FENDER

Instruments currently produced in Corona, CA (U.S.) since 1986, Mexico since 1990, Japan since 1982, Tianjin (China), and Korea since the mid-1980s. Distributed by the Fender Musical Instruments Corporation of Scottsdale, AZ. Instruments previously produced in Fullerton, CA between 1946 and 1985.
Clarence Leonidas Fender was born in 1909, and was raised in Fullerton, California. As a teenager, he developed an interest in electronics, and soon was building and repairing radios for fellow classmates. After high school, Leo Fender held a bookkeeping position while he still did radio repair at home. After holding a series of jobs, Fender opened up a full-scale radio repair shop in 1939. In addition to service work, the Fender Radio Service store soon became a general electronics retail outlet. However, the forerunner to the Fender Electric Instruments company was a smaller two-man operation that was originally started as the K & F company in 1945. Leo Fender began modestly building small amplifiers and electric lap steels with his partner, Clayton Orr Doc Kaufman. After K & F dissolved, Fender formed the Fender Electric Instrument company in 1946, located on South Pomona Avenue in Fullerton, California. The company sales, though slow at first, began to expand as his amplifiers and lap steel began meeting acceptance among West Coast musicians. In 1950, Fender successfully developed the first production solid body electric guitar. Originally the Broadcaster, the name was quickly changed to the Telecaster after the Gretsch company objected to the infringement of their Broadkaster drum sets.

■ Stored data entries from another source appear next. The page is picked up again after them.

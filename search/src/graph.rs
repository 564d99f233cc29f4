//! The pluggable search-graph capability and the node records the search
//! maintains on its behalf.

use std::fmt;
use std::hash::Hash;

use thiserror::Error;

/// Capability set required of any graph being searched.
///
/// A graph supplies node identity, cost ordering, neighbour-edge
/// generation, and the policy applied to malformed neighbour
/// enumerations. Identity equality is the `Eq`/`Hash` implementation of
/// [`Graph::NodeId`]; cost ordering is the `Ord` implementation of
/// [`Graph::Cost`] — adapters needing a non-natural ordering (floats, for
/// instance) supply a newtype with the ordering they want.
pub trait Graph: Sized {
    /// Opaque identity of a search vertex; used as a map key and for
    /// de-duplication, never mutated.
    type NodeId: Clone + Eq + Hash + fmt::Debug;
    /// Ranking value for boundary ordering; accumulated path cost or a
    /// heuristic-augmented total.
    type Cost: Clone + Ord + fmt::Debug;
    /// Payload carried by every node alongside its cost.
    type NodeData: Clone + fmt::Debug;
    /// Payload carried by every discovery edge.
    type EdgeData: Clone + fmt::Debug;

    /// Enumerates the neighbour proposals of an explored node.
    ///
    /// The enumeration must be finite, must not include the parent
    /// itself, and must not repeat a destination id within one call; the
    /// pathfinder reports violations through
    /// [`Graph::handle_neighbor_error`].
    fn neighbors(&self, parent: &Node<Self>) -> Vec<Neighbor<Self>>;

    /// Policy hook invoked when a neighbour enumeration is malformed.
    ///
    /// The default re-raises the error, failing the step. Returning
    /// `Ok(())` instead drops the offending proposal and lets the
    /// enumeration continue.
    fn handle_neighbor_error(
        &self,
        _parent: &Self::NodeId,
        error: NeighborError<Self::NodeId>,
    ) -> Result<(), NeighborError<Self::NodeId>> {
        Err(error)
    }
}

/// Integrity violations a neighbour enumeration can commit.
#[derive(Clone, Debug, PartialEq, Eq, Error)]
pub enum NeighborError<I: fmt::Debug> {
    /// A parent proposed an edge back to itself.
    #[error("neighbor {neighbor:?} loops back to its parent")]
    SelfLoop {
        /// Identity of the offending neighbour.
        neighbor: I,
    },
    /// A parent proposed the same destination twice in one enumeration.
    #[error("neighbor {neighbor:?} was proposed twice by the same parent")]
    Duplicate {
        /// Identity of the offending neighbour.
        neighbor: I,
    },
}

/// Neighbour proposal produced by [`Graph::neighbors`].
pub struct Neighbor<G: Graph> {
    /// Identity of the proposed destination.
    pub id: G::NodeId,
    /// Ranking cost the destination enters the boundary with.
    pub total_cost: G::Cost,
    /// Payload stored on the destination node.
    pub node_data: G::NodeData,
    /// Payload stored on the discovery edge back to the parent.
    pub edge_data: G::EdgeData,
}

/// Discovery edge from a node back to the parent that proposed it.
///
/// The parent is referenced by identity; the owned parent record lives in
/// the pathfinder's explored map, so replacing the parent's state leaves
/// every child edge valid.
pub struct Edge<G: Graph> {
    parent: G::NodeId,
    data: G::EdgeData,
}

impl<G: Graph> Edge<G> {
    pub(crate) fn new(parent: G::NodeId, data: G::EdgeData) -> Self {
        Self { parent, data }
    }

    /// Identity of the parent that discovered this node.
    #[must_use]
    pub fn parent_id(&self) -> &G::NodeId {
        &self.parent
    }

    /// Payload recorded on the edge.
    #[must_use]
    pub fn data(&self) -> &G::EdgeData {
        &self.data
    }
}

impl<G: Graph> Clone for Edge<G> {
    fn clone(&self) -> Self {
        Self {
            parent: self.parent.clone(),
            data: self.data.clone(),
        }
    }
}

impl<G: Graph> fmt::Debug for Edge<G> {
    fn fmt(&self, formatter: &mut fmt::Formatter<'_>) -> fmt::Result {
        formatter
            .debug_struct("Edge")
            .field("parent", &self.parent)
            .field("data", &self.data)
            .finish()
    }
}

/// The mutable part of a node: its discovery edge, ranking cost, and
/// payload. Replacing a node's state swaps this tuple atomically; the
/// node's identity never changes.
pub struct NodeState<G: Graph> {
    edge: Option<Edge<G>>,
    total_cost: G::Cost,
    data: G::NodeData,
}

impl<G: Graph> NodeState<G> {
    pub(crate) fn new(edge: Option<Edge<G>>, total_cost: G::Cost, data: G::NodeData) -> Self {
        Self {
            edge,
            total_cost,
            data,
        }
    }

    /// Discovery edge back to the parent; `None` only for the start node.
    #[must_use]
    pub fn edge(&self) -> Option<&Edge<G>> {
        self.edge.as_ref()
    }

    /// Ranking cost used to order the node in the open boundary.
    #[must_use]
    pub fn total_cost(&self) -> &G::Cost {
        &self.total_cost
    }

    /// Payload carried by the node.
    #[must_use]
    pub fn data(&self) -> &G::NodeData {
        &self.data
    }
}

impl<G: Graph> Clone for NodeState<G> {
    fn clone(&self) -> Self {
        Self {
            edge: self.edge.clone(),
            total_cost: self.total_cost.clone(),
            data: self.data.clone(),
        }
    }
}

impl<G: Graph> fmt::Debug for NodeState<G> {
    fn fmt(&self, formatter: &mut fmt::Formatter<'_>) -> fmt::Result {
        formatter
            .debug_struct("NodeState")
            .field("edge", &self.edge)
            .field("total_cost", &self.total_cost)
            .field("data", &self.data)
            .finish()
    }
}

/// A search vertex: immutable identity plus its current [`NodeState`].
pub struct Node<G: Graph> {
    id: G::NodeId,
    state: NodeState<G>,
}

impl<G: Graph> Node<G> {
    pub(crate) fn start(id: G::NodeId, total_cost: G::Cost, data: G::NodeData) -> Self {
        Self {
            id,
            state: NodeState::new(None, total_cost, data),
        }
    }

    pub(crate) fn from_neighbor(parent: G::NodeId, neighbor: Neighbor<G>) -> Self {
        Self {
            id: neighbor.id,
            state: NodeState::new(
                Some(Edge::new(parent, neighbor.edge_data)),
                neighbor.total_cost,
                neighbor.node_data,
            ),
        }
    }

    pub(crate) fn replace_state(&mut self, state: NodeState<G>) -> NodeState<G> {
        std::mem::replace(&mut self.state, state)
    }

    pub(crate) fn into_state(self) -> NodeState<G> {
        self.state
    }

    /// Identity of the node.
    #[must_use]
    pub fn id(&self) -> &G::NodeId {
        &self.id
    }

    /// Current state of the node.
    #[must_use]
    pub fn state(&self) -> &NodeState<G> {
        &self.state
    }

    /// Ranking cost of the node's current state.
    #[must_use]
    pub fn total_cost(&self) -> &G::Cost {
        self.state.total_cost()
    }

    /// Payload of the node's current state.
    #[must_use]
    pub fn data(&self) -> &G::NodeData {
        self.state.data()
    }

    /// Discovery edge of the node's current state.
    #[must_use]
    pub fn edge(&self) -> Option<&Edge<G>> {
        self.state.edge()
    }

    /// Reports whether the node has a discovery edge.
    ///
    /// False exactly for the node that started the search.
    #[must_use]
    pub fn has_edge(&self) -> bool {
        self.state.edge().is_some()
    }

    /// Identity of the parent that discovered this node, if any.
    #[must_use]
    pub fn parent_id(&self) -> Option<&G::NodeId> {
        self.state.edge().map(Edge::parent_id)
    }
}

impl<G: Graph> Clone for Node<G> {
    fn clone(&self) -> Self {
        Self {
            id: self.id.clone(),
            state: self.state.clone(),
        }
    }
}

impl<G: Graph> fmt::Debug for Node<G> {
    fn fmt(&self, formatter: &mut fmt::Formatter<'_>) -> fmt::Result {
        formatter
            .debug_struct("Node")
            .field("id", &self.id)
            .field("state", &self.state)
            .finish()
    }
}
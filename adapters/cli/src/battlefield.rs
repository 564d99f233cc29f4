//! ASCII battlefield maps.
//!
//! One character per tile, one line per row:
//! `.` open ground (buildable, walkable), `#` blocked (buildable only),
//! `~` marsh (buildable, unwalkable), `S` the enemy spawn (walkable) and
//! `C` the castle. Exactly one spawn and one castle are required and the
//! rows must all be the same width.

use anyhow::{bail, ensure, Context};
use castle_defence_core::{CellCoord, TileGridMap, TileInfo, TileLookup};

/// A parsed battlefield: the tile grid plus the two marked cells.
#[derive(Clone, Debug)]
pub(crate) struct Battlefield {
    map: TileGridMap,
    spawn: CellCoord,
    castle: CellCoord,
}

impl Battlefield {
    /// Parses a battlefield from its ASCII map text.
    pub(crate) fn parse(text: &str) -> anyhow::Result<Self> {
        let lines: Vec<&str> = text.lines().filter(|line| !line.is_empty()).collect();
        ensure!(!lines.is_empty(), "the map is empty");
        let columns = lines[0].chars().count();
        ensure!(columns > 0, "the map is empty");

        let rows = u32::try_from(lines.len()).context("the map has too many rows")?;
        let columns = u32::try_from(columns).context("the map is too wide")?;

        let mut map = TileGridMap::new(columns, rows);
        let mut spawn = None;
        let mut castle = None;
        for (row, line) in lines.iter().enumerate() {
            let row = u32::try_from(row).context("the map has too many rows")?;
            let width = u32::try_from(line.chars().count()).context("the map is too wide")?;
            ensure!(
                width == columns,
                "row {row} is {width} tiles wide, expected {columns}"
            );
            for (column, marker) in line.chars().enumerate() {
                let column = u32::try_from(column).context("the map is too wide")?;
                let cell = CellCoord::new(column, row);
                let info = match marker {
                    '.' => TileInfo::new(true, true),
                    '#' => TileInfo::new(true, false),
                    '~' => TileInfo::new(true, false),
                    'S' => {
                        ensure!(spawn.is_none(), "the map has more than one spawn");
                        spawn = Some(cell);
                        TileInfo::new(false, true)
                    }
                    'C' => {
                        ensure!(castle.is_none(), "the map has more than one castle");
                        castle = Some(cell);
                        TileInfo::new(false, false)
                    }
                    other => bail!("unknown map marker {other:?} at {cell:?}"),
                };
                map.set_tile(cell, info);
            }
        }

        let Some(spawn) = spawn else {
            bail!("the map has no spawn (S)");
        };
        let Some(castle) = castle else {
            bail!("the map has no castle (C)");
        };
        Ok(Self { map, spawn, castle })
    }

    pub(crate) fn map(&self) -> &TileGridMap {
        &self.map
    }

    pub(crate) fn spawn(&self) -> CellCoord {
        self.spawn
    }

    pub(crate) fn castle(&self) -> CellCoord {
        self.castle
    }

    /// Renders the map with `*` overlaid on the route; the spawn and
    /// castle markers win over the overlay.
    pub(crate) fn render(&self, route: &[CellCoord]) -> String {
        let mut rendered = String::new();
        for row in 0..self.map.rows() {
            for column in 0..self.map.columns() {
                let cell = CellCoord::new(column, row);
                let marker = if cell == self.spawn {
                    'S'
                } else if cell == self.castle {
                    'C'
                } else if route.contains(&cell) {
                    '*'
                } else {
                    match self.map.tile_info(cell) {
                        Some(info) if info.can_enemies_walk() => '.',
                        Some(_) => '#',
                        None => ' ',
                    }
                };
                rendered.push(marker);
            }
            rendered.push('\n');
        }
        rendered
    }
}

Soon FenderĀ“s inventive genius began designing new models through the early 1950s and early 1960s. The Fender Precision Bass guitar was unveiled in 1951. While there is some kind of an existing background for the development of an electric solid body guitar, the notion of a 34 in. scale instrument with a fretted neck that could replace an upright acoustic doublebass was completely new to the music industry. The Precision bass (so named because players could fret the note precisely) coupled with a Fender Bassman amplifier gave the bass player more sonic projection. Fender then followed with another design in 1954, the Stratocaster. The simplicity in design, added to the popular sounds and playability, makes this design the most copied world wide. Other popular models of guitars, basses, and amplifiers soon followed.

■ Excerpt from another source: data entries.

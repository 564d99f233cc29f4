//! The incremental search state machine driving one discrete step at a
//! time over an explored map and an open boundary.

use std::collections::{HashMap, HashSet};
use std::fmt;

use crate::graph::{Graph, NeighborError, Node, NodeState};
use crate::priority_queue::PriorityQueue;

/// Caller-supplied seed for a search.
pub struct Start<G: Graph> {
    /// Identity of the node the search begins from.
    pub id: G::NodeId,
    /// Ranking cost the start node is seeded with.
    pub total_cost: G::Cost,
    /// Payload carried by the start node.
    pub data: G::NodeData,
}

/// Result of one discrete unit of search work.
///
/// Events carry owned snapshots of the nodes they describe, so a caller
/// can hold an event while the search keeps running; the live records
/// stay in the pathfinder's explored map.
pub enum StepEvent<G: Graph> {
    /// A boundary candidate with an unexplored identity was recorded as
    /// explored and its neighbours were enqueued.
    Explored {
        /// Snapshot of the node at the moment it was explored.
        node: Node<G>,
    },
    /// A boundary candidate rediscovered an explored identity with a
    /// strictly lower cost; the explored record's state was replaced in
    /// place and its neighbours re-enqueued.
    Replaced {
        /// Snapshot of the node carrying its replacement state.
        node: Node<G>,
        /// State the node held before the replacement.
        previous: NodeState<G>,
    },
    /// A boundary candidate rediscovered an explored identity without
    /// improving on it and was discarded.
    DidNotReplace {
        /// Snapshot of the surviving explored node.
        node: Node<G>,
        /// The discarded candidate.
        ignored: Node<G>,
    },
    /// The boundary was empty; the search is exhausted. Terminal and
    /// idempotent: further steps keep producing this event.
    BoundaryExhausted,
}

impl<G: Graph> StepEvent<G> {
    /// The node this event concerns, if it concerns one.
    ///
    /// `None` for [`StepEvent::BoundaryExhausted`]; the surviving node
    /// for [`StepEvent::DidNotReplace`].
    #[must_use]
    pub fn node(&self) -> Option<&Node<G>> {
        match self {
            StepEvent::Explored { node }
            | StepEvent::Replaced { node, .. }
            | StepEvent::DidNotReplace { node, .. } => Some(node),
            StepEvent::BoundaryExhausted => None,
        }
    }

    /// Reports whether this is the terminal exhausted-boundary event.
    #[must_use]
    pub fn is_boundary_exhausted(&self) -> bool {
        matches!(self, StepEvent::BoundaryExhausted)
    }
}

impl<G: Graph> Clone for StepEvent<G> {
    fn clone(&self) -> Self {
        match self {
            StepEvent::Explored { node } => StepEvent::Explored { node: node.clone() },
            StepEvent::Replaced { node, previous } => StepEvent::Replaced {
                node: node.clone(),
                previous: previous.clone(),
            },
            StepEvent::DidNotReplace { node, ignored } => StepEvent::DidNotReplace {
                node: node.clone(),
                ignored: ignored.clone(),
            },
            StepEvent::BoundaryExhausted => StepEvent::BoundaryExhausted,
        }
    }
}

impl<G: Graph> fmt::Debug for StepEvent<G> {
    fn fmt(&self, formatter: &mut fmt::Formatter<'_>) -> fmt::Result {
        match self {
            StepEvent::Explored { node } => formatter
                .debug_struct("Explored")
                .field("node", node)
                .finish(),
            StepEvent::Replaced { node, previous } => formatter
                .debug_struct("Replaced")
                .field("node", node)
                .field("previous", previous)
                .finish(),
            StepEvent::DidNotReplace { node, ignored } => formatter
                .debug_struct("DidNotReplace")
                .field("node", node)
                .field("ignored", ignored)
                .finish(),
            StepEvent::BoundaryExhausted => formatter.write_str("BoundaryExhausted"),
        }
    }
}

/// Incremental single-source search over a [`Graph`].
///
/// The pathfinder owns the explored-node map and the open boundary
/// exclusively; independent searches never share these collections.
/// Construction performs the first unit of work: the start node is
/// recorded as explored and its neighbours are enqueued before the
/// constructor returns. Each [`Pathfinder::step`] afterwards is one
/// synchronous unit of work; callers decide pacing, and cancellation is
/// simply ceasing to step.
pub struct Pathfinder<G: Graph> {
    graph: G,
    explored: HashMap<G::NodeId, Node<G>>,
    boundary: PriorityQueue<G::Cost, Node<G>>,
    latest: StepEvent<G>,
}

impl<G: Graph> Pathfinder<G> {
    /// Creates a pathfinder and performs the first unit of work: the
    /// start node becomes explored and its neighbours enter the boundary.
    pub fn new(graph: G, start: Start<G>) -> Result<Self, NeighborError<G::NodeId>> {
        let start_node = Node::<G>::start(start.id, start.total_cost, start.data);
        let start_id = start_node.id().clone();
        let latest = StepEvent::Explored {
            node: start_node.clone(),
        };
        let mut pathfinder = Self {
            graph,
            explored: HashMap::new(),
            boundary: PriorityQueue::new(),
            latest,
        };
        let _ = pathfinder.explored.insert(start_id.clone(), start_node);
        pathfinder.process_neighbors(&start_id)?;
        Ok(pathfinder)
    }

    /// Performs one discrete unit of work and reports what happened.
    pub fn step(&mut self) -> Result<StepEvent<G>, NeighborError<G::NodeId>> {
        let Some(candidate) = self.boundary.dequeue() else {
            self.latest = StepEvent::BoundaryExhausted;
            return Ok(StepEvent::BoundaryExhausted);
        };
        self.resolve(candidate)
    }

    /// Steps until the boundary is exhausted, producing the full
    /// single-source search tree.
    pub fn step_until_boundary_exhausted(&mut self) -> Result<(), NeighborError<G::NodeId>> {
        while !self.latest.is_boundary_exhausted() {
            let _ = self.step()?;
        }
        Ok(())
    }

    fn resolve(&mut self, candidate: Node<G>) -> Result<StepEvent<G>, NeighborError<G::NodeId>> {
        let id = candidate.id().clone();
        let event = if let Some(existing) = self.explored.get_mut(&id) {
            if candidate.total_cost() < existing.total_cost() {
                let previous = existing.replace_state(candidate.into_state());
                let node = existing.clone();
                self.process_neighbors(&id)?;
                StepEvent::Replaced { node, previous }
            } else {
                StepEvent::DidNotReplace {
                    node: existing.clone(),
                    ignored: candidate,
                }
            }
        } else {
            let node = candidate.clone();
            let _ = self.explored.insert(id.clone(), candidate);
            self.process_neighbors(&id)?;
            StepEvent::Explored { node }
        };
        self.latest = event.clone();
        Ok(event)
    }

    /// Enumerates and enqueues the neighbours of an explored node.
    ///
    /// A proposal aimed back at the parent or repeating a destination id
    /// within the same enumeration is routed through the graph's error
    /// policy; surviving proposals become boundary entries keyed by their
    /// ranking cost.
    fn process_neighbors(&mut self, parent_id: &G::NodeId) -> Result<(), NeighborError<G::NodeId>> {
        let proposals = match self.explored.get(parent_id) {
            Some(parent) => self.graph.neighbors(parent),
            None => return Ok(()),
        };

        let mut seen: HashSet<G::NodeId> = HashSet::with_capacity(proposals.len());
        for proposal in proposals {
            if proposal.id == *parent_id {
                self.graph.handle_neighbor_error(
                    parent_id,
                    NeighborError::SelfLoop {
                        neighbor: proposal.id.clone(),
                    },
                )?;
                continue;
            }
            if seen.contains(&proposal.id) {
                self.graph.handle_neighbor_error(
                    parent_id,
                    NeighborError::Duplicate {
                        neighbor: proposal.id.clone(),
                    },
                )?;
                continue;
            }
            let _ = seen.insert(proposal.id.clone());
            let node = Node::from_neighbor(parent_id.clone(), proposal);
            let key = node.total_cost().clone();
            self.boundary.add(key, node);
        }
        Ok(())
    }

    /// The event produced by the most recent unit of work.
    #[must_use]
    pub fn latest_event(&self) -> &StepEvent<G> {
        &self.latest
    }

    /// The explored node recorded under the provided identity, if any.
    #[must_use]
    pub fn node(&self, id: &G::NodeId) -> Option<&Node<G>> {
        self.explored.get(id)
    }

    /// Number of explored nodes.
    #[must_use]
    pub fn explored_len(&self) -> usize {
        self.explored.len()
    }

    /// Number of entries waiting in the open boundary.
    #[must_use]
    pub fn boundary_len(&self) -> usize {
        self.boundary.len()
    }

    /// The graph being searched.
    #[must_use]
    pub fn graph(&self) -> &G {
        &self.graph
    }

    /// Reconstructs the discovery path from the start to the provided
    /// identity, both inclusive, by walking parent edges backwards.
    ///
    /// Returns `None` if the identity was never explored.
    #[must_use]
    pub fn path_to(&self, id: &G::NodeId) -> Option<Vec<G::NodeId>> {
        let mut node = self.explored.get(id)?;
        let mut path = vec![node.id().clone()];
        while let Some(parent_id) = node.parent_id() {
            node = self.explored.get(parent_id)?;
            path.push(node.id().clone());
        }
        path.reverse();
        Some(path)
    }
}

By 1964, Fender's line of products included electric guitars, basses, steel guitars, effects units, acoustic guitars, electric pianos, and a variety of accessories. Leo's faltering health was a factor in putting the company up for sale, and he first offered it to Don Randall (the head of Fender Sales) for a million and a half dollars. Randall opened negotiations with the Baldwin Piano & Organ company, but when those negotiations fell through, offered it to the conglomerate CBS (who was looking to diversify the company holdings). Fender (FEIC) was purchased by CBS on January 5, 1965 (actually in December of 1964) for thirteen million dollars. Leo Fender was kept on as a special consultant for five years, and then left when then contract was up in 1970. Due to a ten-year, no compete clause, the next Leo Fender-designed guitars did not show up in the music industry until 1976 (Music Man).

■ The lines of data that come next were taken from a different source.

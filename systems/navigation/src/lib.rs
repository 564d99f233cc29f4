#![deny(
    unsafe_code,
    missing_docs,
    dead_code,
    unused_results,
    non_snake_case,
    unreachable_pub
)]

//! Invasion-route planning over the tile grid.
//!
//! Bridges the generic goal-directed search to the battlefield: cells are
//! nodes, cardinal moves between walkable tiles are edges, and the castle
//! cell is the goal. The castle itself is never walkable ground, so the
//! goal cell is proposed to the search regardless of its tile flags.

use std::cmp::Ordering;

use castle_defence_core::{CellCoord, TileLookup};
use castle_defence_search::{
    AStarData, AStarGraph, AStarNeighbor, AStarNode, AStarPathfinder, AStarStart, SearchOutcome,
};

/// Cost of entering any cell.
const STEP_COST: f32 = 1.0;

/// Path-length cost figure carried through the search.
///
/// Wraps `f32` with the IEEE total ordering so costs can key the search
/// boundary; the value is always a finite sum of step costs and
/// heuristic distances in practice.
#[derive(Clone, Copy, Debug, Default)]
pub struct PathCost(f32);

impl PathCost {
    /// The zero cost a search starts from.
    pub const ZERO: Self = Self(0.0);

    /// Wraps a raw cost value.
    #[must_use]
    pub fn new(cost: f32) -> Self {
        Self(cost)
    }

    /// The raw cost value.
    #[must_use]
    pub fn get(self) -> f32 {
        self.0
    }
}

impl PartialEq for PathCost {
    fn eq(&self, other: &Self) -> bool {
        self.0.total_cmp(&other.0) == Ordering::Equal
    }
}

impl Eq for PathCost {}

impl PartialOrd for PathCost {
    fn partial_cmp(&self, other: &Self) -> Option<Ordering> {
        Some(self.cmp(other))
    }
}

impl Ord for PathCost {
    fn cmp(&self, other: &Self) -> Ordering {
        self.0.total_cmp(&other.0)
    }
}

/// The battlefield as a searchable graph.
///
/// Neighbour cells must carry tile data with enemy walking allowed; the
/// goal cell bypasses that check because the castle stands on it.
pub struct InvasionGrid<'a, T: TileLookup> {
    goal: CellCoord,
    tiles: &'a T,
}

impl<'a, T: TileLookup> InvasionGrid<'a, T> {
    /// Creates a grid view aimed at the provided goal cell.
    #[must_use]
    pub fn new(goal: CellCoord, tiles: &'a T) -> Self {
        Self { goal, tiles }
    }

    /// The goal cell this grid is aimed at.
    #[must_use]
    pub fn goal(&self) -> CellCoord {
        self.goal
    }

    fn heuristic(&self, cell: CellCoord) -> PathCost {
        PathCost::new(cell.euclidean_distance(self.goal))
    }
}

impl<T: TileLookup> Clone for InvasionGrid<'_, T> {
    fn clone(&self) -> Self {
        Self {
            goal: self.goal,
            tiles: self.tiles,
        }
    }
}

impl<T: TileLookup> AStarGraph for InvasionGrid<'_, T> {
    type NodeId = CellCoord;
    type Cost = PathCost;
    type NodeData = ();
    type EdgeData = ();

    fn neighbors(&self, parent: &AStarNode<Self>) -> Vec<AStarNeighbor<Self>> {
        let path_cost = PathCost::new(parent.path_cost().get() + STEP_COST);
        parent
            .id()
            .cardinal_neighbors()
            .filter(|&cell| {
                cell == self.goal
                    || self
                        .tiles
                        .tile_info(cell)
                        .is_some_and(|tile| tile.can_enemies_walk())
            })
            .map(|cell| AStarNeighbor {
                id: cell,
                data: AStarData {
                    path_cost,
                    heuristic_cost: self.heuristic(cell),
                    data: (),
                },
                edge_data: (),
            })
            .collect()
    }

    fn combine(&self, path_cost: &PathCost, heuristic_cost: &PathCost) -> PathCost {
        PathCost::new(path_cost.get() + heuristic_cost.get())
    }

    // Float heuristics rarely land on an exact zero, so the goal is
    // matched by identity.
    fn found_goal(&self, node: &AStarNode<Self>) -> bool {
        *node.id() == self.goal
    }
}

/// Plans an invasion route from `start` to `goal`, both inclusive.
///
/// Returns the cell sequence of the cheapest route, or an empty vector
/// when the goal cannot be reached or a malformed neighbourhood aborts
/// the search; either failure is logged, never panicked on.
pub fn find_path<T: TileLookup>(start: CellCoord, goal: CellCoord, tiles: &T) -> Vec<CellCoord> {
    log::debug!("planning invasion route from {start:?} to {goal:?}");

    let grid = InvasionGrid::new(goal, tiles);
    let heuristic_cost = grid.heuristic(start);
    let seed = AStarStart {
        id: start,
        data: AStarData {
            path_cost: PathCost::ZERO,
            heuristic_cost,
            data: (),
        },
    };

    let mut pathfinder = match AStarPathfinder::new(grid, seed) {
        Ok(pathfinder) => pathfinder,
        Err(error) => {
            log::error!("invasion route search from {start:?} to {goal:?} failed: {error}");
            return Vec::new();
        }
    };

    match pathfinder.step_until_goal() {
        Ok(SearchOutcome::FoundGoal { node }) => {
            pathfinder.path_to(node.id()).unwrap_or_default()
        }
        Ok(SearchOutcome::BoundaryExhausted) => {
            log::warn!("no invasion route from {start:?} reaches the castle at {goal:?}");
            Vec::new()
        }
        Err(error) => {
            log::error!("invasion route search from {start:?} to {goal:?} failed: {error}");
            Vec::new()
        }
    }
}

While Fender was just another division of CBS, a number of key figures left the company. Forrest White, the production manager, left in 1967 after a dispute in producing solid state amplifiers. Don Randall left in 1969, disenchanted with corporate life. George Fullerton, one of the people involved with the Stratocaster design, left in 1970. Obviously, the quality in Fender products did not drop the day Leo Fender sold the company. Dale Hyatt, another veteran of the early Fender days, figured that the quality on the products stayed relatively stable until around 1968 (Hyatt left in 1972). But a number of cost-cutting strategies, and attempts to produce more products, had a deteriorating effect. This reputation leads right to the classic phrase heard at vintage guitar shows, "Pre-CBS?"
In the early 1980s, the Fender guitar empire began to crumble. Many cost-cutting factors and management problems forced CBS to try various last ditch efforts to salvage the instrument line. In March of 1982, Fender (with CBS' blessing) negotiated with Kanda Shokai and Yamano Music to establish Fender Japan. After discussions with Tokai (who built a great Fender Strat replica, among other nice guitars), Kawai, and others, Fender finally chose Fuji Gen Gakki (based in Matsumoto, about 130 miles northwest of Tokyo). In 1983 the Squier series was built in Japan, earmarked for European distribution. The Squier trademark came from a string-making company in Michigan (V.C. Squier) that CBS had acquired in 1965.